▸ ENTRIES SUPPLIED
....

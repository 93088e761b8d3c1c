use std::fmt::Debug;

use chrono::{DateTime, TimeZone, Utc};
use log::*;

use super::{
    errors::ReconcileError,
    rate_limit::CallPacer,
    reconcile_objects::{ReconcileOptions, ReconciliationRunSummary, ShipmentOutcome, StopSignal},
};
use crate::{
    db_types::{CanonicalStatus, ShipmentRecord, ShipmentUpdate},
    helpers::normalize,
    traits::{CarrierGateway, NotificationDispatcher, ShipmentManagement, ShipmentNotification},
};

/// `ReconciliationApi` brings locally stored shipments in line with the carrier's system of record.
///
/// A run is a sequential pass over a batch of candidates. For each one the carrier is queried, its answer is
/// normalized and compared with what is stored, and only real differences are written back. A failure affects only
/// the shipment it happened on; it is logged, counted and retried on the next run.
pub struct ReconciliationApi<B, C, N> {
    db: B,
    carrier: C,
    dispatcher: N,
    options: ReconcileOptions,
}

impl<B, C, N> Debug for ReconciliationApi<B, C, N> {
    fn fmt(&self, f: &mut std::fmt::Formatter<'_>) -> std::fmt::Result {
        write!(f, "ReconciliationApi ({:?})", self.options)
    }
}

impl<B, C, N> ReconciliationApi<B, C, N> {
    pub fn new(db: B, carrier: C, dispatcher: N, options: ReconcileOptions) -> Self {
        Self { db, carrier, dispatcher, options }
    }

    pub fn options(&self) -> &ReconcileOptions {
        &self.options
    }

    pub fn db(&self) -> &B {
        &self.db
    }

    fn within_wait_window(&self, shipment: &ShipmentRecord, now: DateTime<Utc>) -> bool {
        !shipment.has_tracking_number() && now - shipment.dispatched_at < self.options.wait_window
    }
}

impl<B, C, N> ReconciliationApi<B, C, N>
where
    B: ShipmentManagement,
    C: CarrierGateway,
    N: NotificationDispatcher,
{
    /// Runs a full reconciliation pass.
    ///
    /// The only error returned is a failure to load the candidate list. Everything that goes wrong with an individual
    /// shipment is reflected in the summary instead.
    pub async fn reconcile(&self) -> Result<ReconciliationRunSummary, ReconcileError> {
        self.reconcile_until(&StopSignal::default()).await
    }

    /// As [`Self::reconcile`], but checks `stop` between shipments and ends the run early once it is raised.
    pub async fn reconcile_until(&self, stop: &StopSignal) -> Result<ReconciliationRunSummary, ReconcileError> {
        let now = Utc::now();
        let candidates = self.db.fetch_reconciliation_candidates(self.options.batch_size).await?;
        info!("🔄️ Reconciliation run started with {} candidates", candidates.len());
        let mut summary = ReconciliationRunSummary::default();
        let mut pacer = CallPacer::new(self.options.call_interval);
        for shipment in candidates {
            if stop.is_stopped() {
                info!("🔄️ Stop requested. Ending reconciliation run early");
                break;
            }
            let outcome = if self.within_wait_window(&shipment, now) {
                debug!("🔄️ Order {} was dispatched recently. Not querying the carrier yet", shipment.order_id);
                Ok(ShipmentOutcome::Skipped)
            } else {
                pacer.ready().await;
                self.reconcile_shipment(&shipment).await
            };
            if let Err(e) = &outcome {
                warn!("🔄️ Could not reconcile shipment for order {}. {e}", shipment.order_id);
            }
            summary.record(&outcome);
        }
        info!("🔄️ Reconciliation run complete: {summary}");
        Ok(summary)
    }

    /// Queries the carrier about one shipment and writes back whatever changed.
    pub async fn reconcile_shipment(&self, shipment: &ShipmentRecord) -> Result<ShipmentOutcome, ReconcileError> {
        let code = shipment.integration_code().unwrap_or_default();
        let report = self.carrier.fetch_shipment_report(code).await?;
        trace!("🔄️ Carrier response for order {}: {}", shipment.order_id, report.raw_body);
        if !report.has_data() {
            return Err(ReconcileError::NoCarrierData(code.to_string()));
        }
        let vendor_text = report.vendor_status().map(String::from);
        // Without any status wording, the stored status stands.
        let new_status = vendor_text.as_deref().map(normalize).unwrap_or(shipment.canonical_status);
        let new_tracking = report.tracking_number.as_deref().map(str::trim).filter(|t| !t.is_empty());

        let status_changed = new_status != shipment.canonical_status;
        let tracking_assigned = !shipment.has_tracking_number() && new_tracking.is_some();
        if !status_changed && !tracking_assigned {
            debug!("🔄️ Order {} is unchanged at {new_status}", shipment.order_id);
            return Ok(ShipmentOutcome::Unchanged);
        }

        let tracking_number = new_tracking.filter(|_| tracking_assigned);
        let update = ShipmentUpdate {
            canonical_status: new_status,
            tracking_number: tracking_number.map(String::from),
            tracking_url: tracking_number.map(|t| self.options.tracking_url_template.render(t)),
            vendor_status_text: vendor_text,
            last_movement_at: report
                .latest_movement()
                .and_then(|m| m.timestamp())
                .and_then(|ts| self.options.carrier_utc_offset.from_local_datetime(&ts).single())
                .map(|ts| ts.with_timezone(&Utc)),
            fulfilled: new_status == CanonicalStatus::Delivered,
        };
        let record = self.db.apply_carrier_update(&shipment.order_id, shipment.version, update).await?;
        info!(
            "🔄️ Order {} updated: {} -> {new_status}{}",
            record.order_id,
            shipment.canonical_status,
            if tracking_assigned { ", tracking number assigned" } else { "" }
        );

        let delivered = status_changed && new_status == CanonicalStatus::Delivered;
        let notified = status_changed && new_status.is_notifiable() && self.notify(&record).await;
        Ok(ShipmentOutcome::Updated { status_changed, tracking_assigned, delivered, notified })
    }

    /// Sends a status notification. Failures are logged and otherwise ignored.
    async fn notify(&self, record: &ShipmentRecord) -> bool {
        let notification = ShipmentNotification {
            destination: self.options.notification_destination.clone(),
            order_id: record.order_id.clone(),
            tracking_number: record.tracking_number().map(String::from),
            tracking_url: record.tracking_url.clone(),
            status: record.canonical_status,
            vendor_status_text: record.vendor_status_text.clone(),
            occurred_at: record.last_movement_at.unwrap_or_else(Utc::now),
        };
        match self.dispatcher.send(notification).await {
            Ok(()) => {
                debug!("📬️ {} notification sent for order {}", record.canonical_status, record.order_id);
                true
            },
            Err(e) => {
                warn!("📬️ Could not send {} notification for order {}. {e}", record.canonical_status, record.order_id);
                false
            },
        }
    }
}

....

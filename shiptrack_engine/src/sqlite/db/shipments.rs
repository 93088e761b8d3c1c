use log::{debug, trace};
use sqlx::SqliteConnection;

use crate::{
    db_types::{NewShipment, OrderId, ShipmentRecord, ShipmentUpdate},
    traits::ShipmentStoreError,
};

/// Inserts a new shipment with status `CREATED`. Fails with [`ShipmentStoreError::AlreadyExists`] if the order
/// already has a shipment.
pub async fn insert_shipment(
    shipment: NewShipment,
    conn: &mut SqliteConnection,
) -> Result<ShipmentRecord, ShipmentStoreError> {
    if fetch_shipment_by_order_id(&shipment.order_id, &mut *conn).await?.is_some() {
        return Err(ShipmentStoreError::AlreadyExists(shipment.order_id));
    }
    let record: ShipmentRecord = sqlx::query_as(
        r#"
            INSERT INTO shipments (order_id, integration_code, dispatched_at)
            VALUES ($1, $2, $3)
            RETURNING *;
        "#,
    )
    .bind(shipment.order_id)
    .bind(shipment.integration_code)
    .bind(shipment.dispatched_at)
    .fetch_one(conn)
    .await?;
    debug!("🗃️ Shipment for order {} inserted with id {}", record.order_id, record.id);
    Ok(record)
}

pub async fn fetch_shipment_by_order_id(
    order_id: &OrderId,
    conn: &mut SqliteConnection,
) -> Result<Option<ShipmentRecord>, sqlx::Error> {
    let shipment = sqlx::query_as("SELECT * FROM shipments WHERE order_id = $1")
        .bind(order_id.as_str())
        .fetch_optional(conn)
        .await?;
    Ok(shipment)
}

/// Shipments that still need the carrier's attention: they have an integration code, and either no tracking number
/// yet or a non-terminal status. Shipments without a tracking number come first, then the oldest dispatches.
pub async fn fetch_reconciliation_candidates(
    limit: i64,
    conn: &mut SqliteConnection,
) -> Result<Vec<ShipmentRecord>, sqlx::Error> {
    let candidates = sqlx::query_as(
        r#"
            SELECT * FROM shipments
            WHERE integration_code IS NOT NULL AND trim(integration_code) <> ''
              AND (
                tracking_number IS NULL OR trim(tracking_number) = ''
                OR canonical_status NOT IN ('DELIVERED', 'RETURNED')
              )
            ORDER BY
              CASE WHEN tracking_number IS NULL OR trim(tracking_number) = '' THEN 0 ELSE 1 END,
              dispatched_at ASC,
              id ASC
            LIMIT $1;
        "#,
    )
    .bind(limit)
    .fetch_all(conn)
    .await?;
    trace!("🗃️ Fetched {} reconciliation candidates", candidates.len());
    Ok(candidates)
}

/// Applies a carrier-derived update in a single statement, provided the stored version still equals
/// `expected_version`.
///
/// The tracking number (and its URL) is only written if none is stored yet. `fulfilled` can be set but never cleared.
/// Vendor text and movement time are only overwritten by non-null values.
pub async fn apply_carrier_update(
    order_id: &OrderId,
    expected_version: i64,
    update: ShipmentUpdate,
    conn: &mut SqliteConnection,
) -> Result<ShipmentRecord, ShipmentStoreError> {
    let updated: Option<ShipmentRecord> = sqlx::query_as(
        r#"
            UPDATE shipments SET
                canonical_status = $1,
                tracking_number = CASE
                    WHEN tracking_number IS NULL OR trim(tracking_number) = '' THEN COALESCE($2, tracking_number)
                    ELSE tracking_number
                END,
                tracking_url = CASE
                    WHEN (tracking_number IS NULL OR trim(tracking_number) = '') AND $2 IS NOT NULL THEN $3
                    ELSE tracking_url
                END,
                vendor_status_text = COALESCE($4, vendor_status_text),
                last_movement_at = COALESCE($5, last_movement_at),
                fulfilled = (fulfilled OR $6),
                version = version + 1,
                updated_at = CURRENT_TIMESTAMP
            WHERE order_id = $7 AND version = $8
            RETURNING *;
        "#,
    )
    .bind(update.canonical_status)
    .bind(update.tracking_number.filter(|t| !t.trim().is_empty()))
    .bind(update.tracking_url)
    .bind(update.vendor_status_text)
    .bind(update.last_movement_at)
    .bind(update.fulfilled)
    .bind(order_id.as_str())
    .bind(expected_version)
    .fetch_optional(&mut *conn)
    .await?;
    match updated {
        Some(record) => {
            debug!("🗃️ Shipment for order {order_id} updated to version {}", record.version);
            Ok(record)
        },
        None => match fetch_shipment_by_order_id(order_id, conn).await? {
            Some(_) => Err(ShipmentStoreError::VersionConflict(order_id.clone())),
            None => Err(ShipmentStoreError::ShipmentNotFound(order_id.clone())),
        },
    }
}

....

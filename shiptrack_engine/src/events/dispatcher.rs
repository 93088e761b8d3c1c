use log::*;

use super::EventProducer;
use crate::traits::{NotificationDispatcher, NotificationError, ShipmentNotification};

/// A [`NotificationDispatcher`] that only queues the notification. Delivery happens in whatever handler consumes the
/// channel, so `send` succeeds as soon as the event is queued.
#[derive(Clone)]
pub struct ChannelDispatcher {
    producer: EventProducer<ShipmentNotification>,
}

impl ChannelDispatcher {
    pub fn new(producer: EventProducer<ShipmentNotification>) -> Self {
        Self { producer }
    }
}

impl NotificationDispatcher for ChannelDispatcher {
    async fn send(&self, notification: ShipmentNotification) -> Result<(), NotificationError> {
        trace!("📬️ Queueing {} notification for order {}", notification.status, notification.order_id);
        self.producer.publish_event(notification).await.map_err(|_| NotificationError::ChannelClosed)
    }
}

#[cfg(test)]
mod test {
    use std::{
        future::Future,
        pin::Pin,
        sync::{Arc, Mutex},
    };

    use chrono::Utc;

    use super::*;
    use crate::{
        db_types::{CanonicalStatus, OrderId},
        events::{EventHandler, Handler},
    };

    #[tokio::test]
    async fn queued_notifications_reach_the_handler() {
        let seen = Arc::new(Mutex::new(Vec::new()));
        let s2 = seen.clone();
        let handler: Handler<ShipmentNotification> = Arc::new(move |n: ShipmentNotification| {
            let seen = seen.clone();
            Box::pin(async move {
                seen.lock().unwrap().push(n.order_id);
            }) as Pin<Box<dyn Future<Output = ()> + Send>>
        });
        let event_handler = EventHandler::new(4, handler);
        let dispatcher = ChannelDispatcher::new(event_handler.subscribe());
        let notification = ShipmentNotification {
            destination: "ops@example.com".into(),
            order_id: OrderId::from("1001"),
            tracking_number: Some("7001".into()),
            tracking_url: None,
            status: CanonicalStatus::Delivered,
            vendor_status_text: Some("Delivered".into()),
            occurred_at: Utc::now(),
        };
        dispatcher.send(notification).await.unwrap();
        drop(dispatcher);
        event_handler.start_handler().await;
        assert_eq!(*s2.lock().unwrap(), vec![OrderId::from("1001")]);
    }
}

....

▸ YOUR GOAL
Every line in the records above that holds "crate" counts once; state the total and nothing else.

▸ TASK RESULT
4